As multiple agents in Western Washington begin the process of harnessing the tidal currents of the Salish Sea for generating electricity, it’s worth a close examination of what’s been learned by a pioneering tidal turbine project associated with the Race Rocks Ecological Reserve/Marine Protected Area. Through a partnership between Pearson College of the Pacific (288 students from 28 countries study International Baccelaureate) and Clean Current Power Systems (Vancouver, Canada), a project was initiated to provide renewable energy to the marine station and lighthouse.

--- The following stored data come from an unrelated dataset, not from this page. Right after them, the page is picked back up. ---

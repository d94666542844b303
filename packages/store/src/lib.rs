#![cfg_attr(feature = "fail-on-warnings", deny(warnings))]
#![warn(clippy::all, clippy::pedantic, clippy::nursery, clippy::cargo)]
#![allow(clippy::multiple_crate_versions, clippy::cargo_common_metadata)]

//! Client for the analytical store.
//!
//! The store is an Apache Druid broker reached over its SQL-over-HTTP
//! API. Callers depend on the [`Store`] trait; [`DruidClient`] is the
//! production implementation. The client never retries: a failed call is
//! reported once and the caller decides what to do with it.

pub mod config;
pub mod druid;
#[cfg(any(test, feature = "fixture"))]
pub mod fixture;

pub use config::StoreConfig;
pub use druid::DruidClient;

use async_trait::async_trait;
use epi_dash_store_models::{RawRow, SqlStatement};
use thiserror::Error;

/// Errors from executing a statement against the store.
#[derive(Debug, Error)]
pub enum StoreError {
    /// The store could not be reached, timed out, or failed with a
    /// server-side error.
    #[error("Store unavailable: {message}")]
    Unavailable {
        /// Upstream or transport error message.
        message: String,
    },

    /// The store refused the statement (HTTP 4xx). Since all SQL is
    /// generated internally this points at a query builder defect.
    #[error("Query rejected (HTTP {status}): {message}")]
    Rejected {
        /// HTTP status returned by the store.
        status: u16,
        /// Upstream error message.
        message: String,
    },

    /// The store answered successfully but the body was not an array of
    /// row objects.
    #[error("Invalid store response: {message}")]
    InvalidResponse {
        /// Description of what was wrong with the body.
        message: String,
    },
}

/// A SQL-over-HTTP analytical store.
#[async_trait]
pub trait Store: Send + Sync {
    /// Name of the datasource (table) that statements should select from.
    fn datasource(&self) -> &str;

    /// Executes `statement` and returns the result rows.
    ///
    /// # Errors
    ///
    /// Returns [`StoreError`] if the store is unreachable, rejects the
    /// statement, or returns a body that cannot be decoded into rows.
    async fn execute(&self, statement: &SqlStatement) -> Result<Vec<RawRow>, StoreError>;
}
#![cfg_attr(feature = "fail-on-warnings", deny(warnings))]
#![warn(clippy::all, clippy::pedantic, clippy::nursery, clippy::cargo)]
#![allow(clippy::multiple_crate_versions, clippy::cargo_common_metadata)]

//! HTTP-facing types for the analytics API server.
//!
//! Query-string structs keep every field optional so that a missing
//! parameter reaches the handler and is reported with the API's own
//! error body, instead of being rejected by the extractor. The success
//! envelopes live in `epi_dash_analytics_models`.

use serde::{Deserialize, Serialize};

/// Query parameters for `GET /trend`.
#[derive(Debug, Clone, Default, Deserialize)]
pub struct TrendQuery {
    /// State/UT name (required).
    pub state_ut: Option<String>,
    /// Disease name (required).
    pub disease: Option<String>,
}

/// Query parameters for `GET /top-diseases`.
#[derive(Debug, Clone, Default, Deserialize)]
pub struct TopDiseasesQuery {
    /// State/UT name (required).
    pub state_ut: Option<String>,
    /// Week in `YYYY-MM-DD` format (optional, informational).
    pub week: Option<String>,
}

/// Query parameters for `GET /climate-impact`.
#[derive(Debug, Clone, Default, Deserialize)]
pub struct ClimateImpactQuery {
    /// Disease name (required).
    pub disease: Option<String>,
}

/// Query parameters for `GET /map`.
#[derive(Debug, Clone, Default, Deserialize)]
pub struct MapQuery {
    /// Week start in `YYYY-MM-DD` format (required).
    pub week: Option<String>,
    /// Disease name (required).
    pub disease: Option<String>,
}

/// Body of `GET /`.
#[derive(Debug, Clone, Serialize, Deserialize)]
pub struct ApiHealth {
    /// Human-readable status line.
    pub message: String,
    /// Server crate version.
    pub version: String,
}

/// Error body for every non-2xx response.
///
/// The field is named `detail` because that is what the dashboard's
/// API client reads.
#[derive(Debug, Clone, Serialize, Deserialize)]
pub struct ApiError {
    /// Error message.
    pub detail: String,
}

impl ApiError {
    /// Creates an error body from anything displayable.
    #[must_use]
    pub fn new(detail: impl std::fmt::Display) -> Self {
        Self {
            detail: detail.to_string(),
        }
    }
}

#[cfg(test)]
mod tests {
    use super::*;

    #[test]
    fn error_body_uses_detail_field() {
        assert_eq!(
            serde_json::to_value(ApiError::new("Missing required query parameter 'disease'"))
                .unwrap(),
            serde_json::json!({"detail": "Missing required query parameter 'disease'"})
        );
    }
}
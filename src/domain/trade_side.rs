//! Direction of a trade against the curve.

use core::fmt;

use serde::{Deserialize, Serialize};

/// Which way a trade moves along the curve.
///
/// | Side | Input | Output |
/// |------|-------|--------|
/// | [`Buy`](TradeSide::Buy) | base currency | tokens |
/// | [`Sell`](TradeSide::Sell) | tokens | base currency |
#[derive(Debug, Clone, Copy, PartialEq, Eq, Hash, Serialize, Deserialize)]
#[serde(rename_all = "snake_case")]
pub enum TradeSide {
    /// Spend base currency, receive tokens.
    Buy,
    /// Spend tokens, receive base currency.
    Sell,
}

impl TradeSide {
    /// Returns `true` for [`TradeSide::Buy`].
    #[must_use]
    pub const fn is_buy(&self) -> bool {
        matches!(self, Self::Buy)
    }

    /// Returns `true` for [`TradeSide::Sell`].
    #[must_use]
    pub const fn is_sell(&self) -> bool {
        matches!(self, Self::Sell)
    }

    /// Returns the opposite direction.
    #[must_use]
    pub const fn opposite(&self) -> Self {
        match self {
            Self::Buy => Self::Sell,
            Self::Sell => Self::Buy,
        }
    }

    /// Name of the asset the caller hands in.
    #[must_use]
    pub const fn input_asset(&self) -> &'static str {
        match self {
            Self::Buy => "currency",
            Self::Sell => "tokens",
        }
    }

    /// Name of the asset the caller receives.
    #[must_use]
    pub const fn output_asset(&self) -> &'static str {
        self.opposite().input_asset()
    }
}

impl fmt::Display for TradeSide {
    fn fmt(&self, f: &mut fmt::Formatter<'_>) -> fmt::Result {
        match self {
            Self::Buy => write!(f, "Buy"),
            Self::Sell => write!(f, "Sell"),
        }
    }
}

Today, a tidal and solar power system has replaced the twin 15kW diesel generators that provided electrical power (and noise, air pollution, environmental risks) during most of the 20th century and much of the history of the Race Rocks reserve (established in 1980). I assume wind was judged inappropriate because so many sea birds nest and rest on the Rocks.  I’m still just learning about the details, but wanted to share some notes and frame-grabs I took while watching a nice overview video of the Race Rocks tidal power project.

My overall impression is the turbine is big.  Approximately 4m in diameter, the ~65kW turbine is designed to be scaled up to 1MW (presumably for future commercialization by CCPS). The forces exerted on the support column during the maximum 3.35 m/s tidal flows must be tremendous.  A cool innovation I didn’t anticipate is that the blades are designed to turn in current from opposite directions.  This means that the whole turbine assembly doesn’t have to rotate on the support column (like wind turbines do).

It’s hard to find measurements or engineering data on the blade rotation rate.  Quoting from generic references about tidal turbines on the EIA page, “The blades themselves rotate quite slowly relative to hydroelectric and wind turbines, namely a few revolutions per minute depending on current speed, blade curvature and size but always to maintain a blade tip speed of less than 7m/s (when cavitation is likely to occur)” and typical rotation rates are “10-20 rpm.”  For a blade radius of 2m, the tip velocity would be ~4m/s at 20rpm and ~2m/s at 10rpm.  Given the arrangement of guided vanes I certainly wouldn’t want to swim through it at those rotation rates… but maybe a fish would do alright?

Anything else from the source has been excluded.